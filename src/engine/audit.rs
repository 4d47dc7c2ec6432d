use crate::engine::paths::EnginePaths;
use crate::engine::util::now_epoch_secs;
use anyhow::{Context, Result};
use serde::Serialize;
use std::fs;
use std::io::Write;
use std::path::PathBuf;

#[derive(Debug, Clone, Copy, PartialEq, Eq, Serialize)]
#[serde(rename_all = "kebab-case")]
pub enum Phase {
    Batch,
    Classify,
}

#[derive(Debug, Clone, Copy, PartialEq, Eq, Serialize)]
#[serde(rename_all = "kebab-case")]
pub enum Status {
    Ok,
    CacheHit,
    Failed,
}

#[derive(Debug, Clone, Serialize)]
pub struct AuditEvent<'a> {
    pub at_epoch_secs: u64,
    pub phase: Phase,
    pub status: Status,
    pub message: &'a str,
}

/// Append-only JSON-lines trail at `<logs_dir>/audit.log`.
#[derive(Debug, Clone)]
pub struct AuditLog {
    path: PathBuf,
}

impl AuditLog {
    pub fn new(paths: &EnginePaths) -> Self {
        Self {
            path: paths.audit_log(),
        }
    }

    pub fn record(&self, phase: Phase, status: Status, message: &str) -> Result<()> {
        if let Some(dir) = self.path.parent() {
            fs::create_dir_all(dir)
                .with_context(|| format!("failed to create {}", dir.display()))?;
        }
        let mut line = serde_json::to_string(&AuditEvent {
            at_epoch_secs: now_epoch_secs()?,
            phase,
            status,
            message,
        })?;
        line.push('\n');

        fs::OpenOptions::new()
            .create(true)
            .append(true)
            .open(&self.path)
            .and_then(|mut file| file.write_all(line.as_bytes()))
            .with_context(|| format!("failed to append to {}", self.path.display()))
    }
}

#[cfg(test)]
mod tests {
    use super::*;
    use tempfile::tempdir;

    #[test]
    fn record_writes_one_json_line_per_event() {
        let tmp = tempdir().expect("tempdir");
        let paths = EnginePaths {
            home: tmp.path().to_path_buf(),
            cache_dir: tmp.path().join("cache"),
            logs_dir: tmp.path().join("logs"),
        };
        let log = AuditLog::new(&paths);
        log.record(Phase::Batch, Status::CacheHit, "batch 1/2 activities=3")
            .expect("append");
        log.record(Phase::Classify, Status::Ok, "done").expect("append");

        let raw = fs::read_to_string(paths.audit_log()).expect("read audit");
        let lines: Vec<&str> = raw.lines().collect();
        assert_eq!(lines.len(), 2);
        let first: serde_json::Value = serde_json::from_str(lines[0]).expect("json line");
        assert_eq!(first["phase"], "batch");
        assert_eq!(first["status"], "cache-hit");
        assert_eq!(first["message"], "batch 1/2 activities=3");
    }
}
use anyhow::Result;
use clap::{Args, Parser, Subcommand};
use std::path::PathBuf;

use crate::commands::{self, CommandReport};

#[derive(Debug, Parser)]
#[command(name = "chat-todo")]
#[command(
    about = "Classify chat suggestion candidates into a deduplicated list of things to do",
    version
)]
pub struct Cli {
    /// Print the command report as JSON.
    #[arg(long, global = true)]
    pub json: bool,

    #[command(subcommand)]
    pub command: Command,
}

#[derive(Debug, Subcommand)]
pub enum Command {
    /// Run candidates through the provider chain and aggregate the results.
    Classify(ClassifyArgs),
    /// Re-run duplicate merging over an existing activity list.
    Aggregate(AggregateArgs),
    /// Show the resolved provider chain and credential status.
    Providers,
    /// Delete expired response-cache entries.
    CachePrune,
    /// Check configuration, providers and environment.
    Verify(VerifyArgs),
}

#[derive(Debug, Args)]
pub struct ClassifyArgs {
    /// JSON array of candidate messages.
    #[arg(long)]
    pub candidates: PathBuf,
    /// Write activities here instead of stdout.
    #[arg(long)]
    pub out: Option<PathBuf>,
    /// Skip the on-disk response cache for this run.
    #[arg(long)]
    pub no_cache: bool,
    /// Only plan batches and report their estimated size.
    #[arg(long)]
    pub dry_run: bool,
}

#[derive(Debug, Args)]
pub struct AggregateArgs {
    /// JSON array of classified activities.
    #[arg(long)]
    pub activities: PathBuf,
    #[arg(long)]
    pub out: Option<PathBuf>,
}

#[derive(Debug, Args)]
pub struct VerifyArgs {
    /// Treat warnings such as unknown environment variables as failures.
    #[arg(long)]
    pub strict: bool,
}

fn render_text(report: &CommandReport) -> String {
    let mut out = format!(
        "{}: {}\n",
        report.command,
        if report.ok { "ok" } else { "failed" }
    );
    for detail in &report.details {
        out.push_str(&format!("  {detail}\n"));
    }
    if !report.issues.is_empty() {
        out.push_str("issues:\n");
        for issue in &report.issues {
            out.push_str(&format!("  - {issue}\n"));
        }
    }
    out
}

fn print_report(report: &CommandReport, json: bool) -> Result<()> {
    let rendered = if json {
        format!("{}\n", serde_json::to_string_pretty(report)?)
    } else {
        render_text(report)
    };
    // Keep stdout clean for the activity document when one is emitted.
    match &report.output {
        Some(document) => {
            println!("{document}");
            eprint!("{rendered}");
        }
        None => print!("{rendered}"),
    }
    Ok(())
}

pub fn run() -> Result<()> {
    let cli = Cli::parse();

    let report = match cli.command {
        Command::Classify(args) => commands::classify::run(&commands::classify::ClassifyOptions {
            candidates: args.candidates,
            out: args.out,
            no_cache: args.no_cache,
            dry_run: args.dry_run,
        })?,
        Command::Aggregate(args) => {
            commands::aggregate::run(&commands::aggregate::AggregateOptions {
                activities: args.activities,
                out: args.out,
            })?
        }
        Command::Providers => commands::providers::run()?,
        Command::CachePrune => commands::cache_prune::run()?,
        Command::Verify(args) => commands::verify::run(&commands::verify::VerifyOptions {
            strict: args.strict,
        })?,
    };

    print_report(&report, cli.json)?;
    if !report.ok {
        anyhow::bail!("{} reported {} issue(s)", report.command, report.issues.len());
    }
    Ok(())
}
pub mod aggregate;
pub mod audit;
pub mod batch;
pub mod cache;
pub mod config;
pub mod gateway;
pub mod offset;
pub mod paths;
pub mod pipeline;
pub mod prompt;
pub mod similarity;
pub mod types;
pub mod util;
pub mod validate;
pub mod warn;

* * * *

Your instructions
Retype the data in full, precisely as given.

Answer to the problem
filename src/engine/audit.rs
repository 4d47dc7c2ec6432d
use crate::engine::paths::EnginePaths;
use crate::engine::util::now_epoch_secs;
use anyhow::{Context, Result};
use serde::Serialize;
use std::fs;
use std::io::Write;
use std::path::PathBuf;

#[derive(Debug, Clone, Copy, PartialEq, Eq, Serialize)]
#[serde(rename_all = "kebab-case")]
pub enum Phase {
    Batch,
    Classify,
}

#[derive(Debug, Clone, Copy, PartialEq, Eq, Serialize)]
#[serde(rename_all = "kebab-case")]
pub enum Status {
    Ok,
    CacheHit,
    Failed,
}

#[derive(Debug, Clone, Serialize)]
pub struct AuditEvent<'a> {
    pub at_epoch_secs: u64,
    pub phase: Phase,
    pub status: Status,
    pub message: &'a str,
}

/// Append-only JSON-lines trail at `<logs_dir>/audit.log`.
#[derive(Debug, Clone)]
pub struct AuditLog {
    path: PathBuf,
}

impl AuditLog {
    pub fn new(paths: &EnginePaths) -> Self {
        Self {
            path: paths.audit_log(),
        }
    }

    pub fn record(&self, phase: Phase, status: Status, message: &str) -> Result<()> {
        if let Some(dir) = self.path.parent() {
            fs::create_dir_all(dir)
                .with_context(|| format!("failed to create {}", dir.display()))?;
        }
        let mut line = serde_json::to_string(&AuditEvent {
            at_epoch_secs: now_epoch_secs()?,
            phase,
            status,
            message,
        })?;
        line.push('\n');

        fs::OpenOptions::new()
            .create(true)
            .append(true)
            .open(&self.path)
            .and_then(|mut file| file.write_all(line.as_bytes()))
            .with_context(|| format!("failed to append to {}", self.path.display()))
    }
}

#[cfg(test)]
mod tests {
    use super::*;
    use tempfile::tempdir;

    #[test]
    fn record_writes_one_json_line_per_event() {
        let tmp = tempdir().expect("tempdir");
        let paths = EnginePaths {
            home: tmp.path().to_path_buf(),
            cache_dir: tmp.path().join("cache"),
            logs_dir: tmp.path().join("logs"),
        };
        let log = AuditLog::new(&paths);
        log.record(Phase::Batch, Status::CacheHit, "batch 1/2 activities=3")
            .expect("append");
        log.record(Phase::Classify, Status::Ok, "done").expect("append");

        let raw = fs::read_to_string(paths.audit_log()).expect("read audit");
        let lines: Vec<&str> = raw.lines().collect();
        assert_eq!(lines.len(), 2);
        let first: serde_json::Value = serde_json::from_str(lines[0]).expect("json line");
        assert_eq!(first["phase"], "batch");
        assert_eq!(first["status"], "cache-hit");
        assert_eq!(first["message"], "batch 1/2 activities=3");
    }
}
use anyhow::Result;
use clap::{Args, Parser, Subcommand};
use std::path::PathBuf;

use crate::commands::{self, CommandReport};

#[derive(Debug, Parser)]
#[command(name = "chat-todo")]
#[command(
    about = "Classify chat suggestion candidates into a deduplicated list of things to do",
    version
)]
pub struct Cli {
    /// Print the command report as JSON.
    #[arg(long, global = true)]
    pub json: bool,

    #[command(subcommand)]
    pub command: Command,
}

#[derive(Debug, Subcommand)]
pub enum Command {
    /// Run candidates through the provider chain and aggregate the results.
    Classify(ClassifyArgs),
    /// Re-run duplicate merging over an existing activity list.
    Aggregate(AggregateArgs),
    /// Show the resolved provider chain and credential status.
    Providers,
    /// Delete expired response-cache entries.
    CachePrune,
    /// Check configuration, providers and environment.
    Verify(VerifyArgs),
}

#[derive(Debug, Args)]
pub struct ClassifyArgs {
    /// JSON array of candidate messages.
    #[arg(long)]
    pub candidates: PathBuf,
    /// Write activities here instead of stdout.
    #[arg(long)]
    pub out: Option<PathBuf>,
    /// Skip the on-disk response cache for this run.
    #[arg(long)]
    pub no_cache: bool,
    /// Only plan batches and report their estimated size.
    #[arg(long)]
    pub dry_run: bool,
}

#[derive(Debug, Args)]
pub struct AggregateArgs {
    /// JSON array of classified activities.
    #[arg(long)]
    pub activities: PathBuf,
    #[arg(long)]
    pub out: Option<PathBuf>,
}

#[derive(Debug, Args)]
pub struct VerifyArgs {
    /// Treat warnings such as unknown environment variables as failures.
    #[arg(long)]
    pub strict: bool,
}

fn render_text(report: &CommandReport) -> String {
    let mut out = format!(
        "{}: {}\n",
        report.command,
        if report.ok { "ok" } else { "failed" }
    );
    for detail in &report.details {
        out.push_str(&format!("  {detail}\n"));
    }
    if !report.issues.is_empty() {
        out.push_str("issues:\n");
        for issue in &report.issues {
            out.push_str(&format!("  - {issue}\n"));
        }
    }
    out
}

fn print_report(report: &CommandReport, json: bool) -> Result<()> {
    let rendered = if json {
        format!("{}\n", serde_json::to_string_pretty(report)?)
    } else {
        render_text(report)
    };
    // Keep stdout clean for the activity document when one is emitted.
    match &report.output {
        Some(document) => {
            println!("{document}");
            eprint!("{rendered}");
        }
        None => print!("{rendered}"),
    }
    Ok(())
}

pub fn run() -> Result<()> {
    let cli = Cli::parse();

    let report = match cli.command {
        Command::Classify(args) => commands::classify::run(&commands::classify::ClassifyOptions {
            candidates: args.candidates,
            out: args.out,
            no_cache: args.no_cache,
            dry_run: args.dry_run,
        })?,
        Command::Aggregate(args) => {
            commands::aggregate::run(&commands::aggregate::AggregateOptions {
                activities: args.activities,
                out: args.out,
            })?
        }
        Command::Providers => commands::providers::run()?,
        Command::CachePrune => commands::cache_prune::run()?,
        Command::Verify(args) => commands::verify::run(&commands::verify::VerifyOptions {
            strict: args.strict,
        })?,
    };

    print_report(&report, cli.json)?;
    if !report.ok {
        anyhow::bail!("{} reported {} issue(s)", report.command, report.issues.len());
    }
    Ok(())
}
pub mod aggregate;
pub mod audit;
pub mod batch;
pub mod cache;
pub mod config;
pub mod gateway;
pub mod offset;
pub mod paths;
pub mod pipeline;
pub mod prompt;
pub mod similarity;
pub mod types;
pub mod util;
pub mod validate;
pub mod warn;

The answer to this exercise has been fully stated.